[Stored items]
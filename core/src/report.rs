//! Dashboard report: the structured result of one run.
//!
//! A report is serialized to JSON and stored as the run's snapshot, so a
//! dashboard can be redrawn without recomputing it.

use crate::{
    bonus_subsystem::BonusReport,
    reconciliation_subsystem::ReconciliationReport,
    record::{month_key, Dataset, ProductTag},
    reopening_subsystem::ReopeningReport,
    resolution_subsystem::ResolutionReport,
    types::RunId,
};
use chrono::NaiveDate;
use serde::{Deserialize, Serialize};

#[derive(Debug, Clone, Serialize, Deserialize)]
pub struct RunContext {
    pub run_id:         RunId,
    /// "Today" for the classifier: billing dates after it are not yet due.
    pub reference_date: NaiveDate,
}

/// Dashboard filters, applied to the dataset before a run.
#[derive(Debug, Clone, Default, PartialEq, Serialize, Deserialize)]
pub struct ReportFilter {
    pub from:        Option<NaiveDate>,
    pub to:          Option<NaiveDate>,
    pub city:        Option<String>,
    pub salesperson: Option<String>,
    pub product_tag: Option<ProductTag>,
}

fn same_text(a: &str, b: &str) -> bool {
    a.trim().eq_ignore_ascii_case(b.trim())
}

impl ReportFilter {
    fn in_range(&self, date: NaiveDate) -> bool {
        self.from.map_or(true, |f| date >= f) && self.to.map_or(true, |t| date <= t)
    }

    /// Month keys compare as text, so `"2024-01" <= "2024-02"` holds.
    fn month_in_range(&self, month: &str) -> bool {
        self.from.map_or(true, |f| month >= month_key(f).as_str())
            && self.to.map_or(true, |t| month <= month_key(t).as_str())
    }

    /// Sales and orders are filtered on their own dates, targets on the
    /// months the date range touches. Payments are kept whole since they
    /// are only reached through a sale.
    pub fn apply(&self, dataset: &Dataset) -> Dataset {
        let city_ok = |city: &str| self.city.as_deref().map_or(true, |c| same_text(c, city));
        let seller_ok =
            |seller: &str| self.salesperson.as_deref().map_or(true, |s| same_text(s, seller));
        let tag_ok = |tag: ProductTag| self.product_tag.map_or(true, |t| t == tag);

        Dataset {
            service_orders: dataset
                .service_orders
                .iter()
                .filter(|o| self.in_range(o.created_at.date()) && city_ok(&o.city))
                .cloned()
                .collect(),
            sales: dataset
                .sales
                .iter()
                .filter(|s| {
                    self.in_range(s.sale_date)
                        && city_ok(&s.city)
                        && seller_ok(&s.salesperson)
                        && tag_ok(s.product_tag)
                })
                .cloned()
                .collect(),
            payments: dataset.payments.clone(),
            targets: dataset
                .targets
                .iter()
                .filter(|t| {
                    self.month_in_range(&t.month)
                        && seller_ok(&t.salesperson)
                        && tag_ok(t.product_tag)
                })
                .cloned()
                .collect(),
            base: dataset
                .base
                .iter()
                .filter(|b| b.city.as_deref().map_or(true, city_ok))
                .cloned()
                .collect(),
        }
    }
}

#[derive(Debug, Clone, Serialize, Deserialize)]
pub struct DashboardReport {
    pub run_id:         RunId,
    pub reference_date: NaiveDate,
    pub filter:         ReportFilter,
    pub reconciliation: Option<ReconciliationReport>,
    pub reopening:      Option<ReopeningReport>,
    pub resolution:     Option<ResolutionReport>,
    pub bonus:          Option<BonusReport>,
}

impl DashboardReport {
    pub fn new(ctx: &RunContext, filter: ReportFilter) -> Self {
        Self {
            run_id: ctx.run_id.clone(),
            reference_date: ctx.reference_date,
            filter,
            reconciliation: None,
            reopening: None,
            resolution: None,
            bonus: None,
        }
    }
}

PROBLEM TO SOLVE -
Write the entries out again, exactly and completely.

EXERCISE RESULT -
filename core/src/report.rs
//! Dashboard report: the structured result of one run.
//!
//! A report is serialized to JSON and stored as the run's snapshot, so a
//! dashboard can be redrawn without recomputing it.

use crate::{
    bonus_subsystem::BonusReport,
    reconciliation_subsystem::ReconciliationReport,
    record::{month_key, Dataset, ProductTag},
    reopening_subsystem::ReopeningReport,
    resolution_subsystem::ResolutionReport,
    types::RunId,
};
use chrono::NaiveDate;
use serde::{Deserialize, Serialize};

#[derive(Debug, Clone, Serialize, Deserialize)]
pub struct RunContext {
    pub run_id:         RunId,
    /// "Today" for the classifier: billing dates after it are not yet due.
    pub reference_date: NaiveDate,
}

/// Dashboard filters, applied to the dataset before a run.
#[derive(Debug, Clone, Default, PartialEq, Serialize, Deserialize)]
pub struct ReportFilter {
    pub from:        Option<NaiveDate>,
    pub to:          Option<NaiveDate>,
    pub city:        Option<String>,
    pub salesperson: Option<String>,
    pub product_tag: Option<ProductTag>,
}

fn same_text(a: &str, b: &str) -> bool {
    a.trim().eq_ignore_ascii_case(b.trim())
}

impl ReportFilter {
    fn in_range(&self, date: NaiveDate) -> bool {
        self.from.map_or(true, |f| date >= f) && self.to.map_or(true, |t| date <= t)
    }

    /// Month keys compare as text, so `"2024-01" <= "2024-02"` holds.
    fn month_in_range(&self, month: &str) -> bool {
        self.from.map_or(true, |f| month >= month_key(f).as_str())
            && self.to.map_or(true, |t| month <= month_key(t).as_str())
    }

    /// Sales and orders are filtered on their own dates, targets on the
    /// months the date range touches. Payments are kept whole since they
    /// are only reached through a sale.
    pub fn apply(&self, dataset: &Dataset) -> Dataset {
        let city_ok = |city: &str| self.city.as_deref().map_or(true, |c| same_text(c, city));
        let seller_ok =
            |seller: &str| self.salesperson.as_deref().map_or(true, |s| same_text(s, seller));
        let tag_ok = |tag: ProductTag| self.product_tag.map_or(true, |t| t == tag);

        Dataset {
            service_orders: dataset
                .service_orders
                .iter()
                .filter(|o| self.in_range(o.created_at.date()) && city_ok(&o.city))
                .cloned()
                .collect(),
            sales: dataset
                .sales
                .iter()
                .filter(|s| {
                    self.in_range(s.sale_date)
                        && city_ok(&s.city)
                        && seller_ok(&s.salesperson)
                        && tag_ok(s.product_tag)
                })
                .cloned()
                .collect(),
            payments: dataset.payments.clone(),
            targets: dataset
                .targets
                .iter()
                .filter(|t| {
                    self.month_in_range(&t.month)
                        && seller_ok(&t.salesperson)
                        && tag_ok(t.product_tag)
                })
                .cloned()
                .collect(),
            base: dataset
                .base
                .iter()
                .filter(|b| b.city.as_deref().map_or(true, city_ok))
                .cloned()
                .collect(),
        }
    }
}

#[derive(Debug, Clone, Serialize, Deserialize)]
pub struct DashboardReport {
    pub run_id:         RunId,
    pub reference_date: NaiveDate,
    pub filter:         ReportFilter,
    pub reconciliation: Option<ReconciliationReport>,
    pub reopening:      Option<ReopeningReport>,
    pub resolution:     Option<ResolutionReport>,
    pub bonus:          Option<BonusReport>,
}

impl DashboardReport {
    pub fn new(ctx: &RunContext, filter: ReportFilter) -> Self {
        Self {
            run_id: ctx.run_id.clone(),
            reference_date: ctx.reference_date,
            filter,
            reconciliation: None,
            reopening: None,
            resolution: None,
            bonus: None,
        }
    }
}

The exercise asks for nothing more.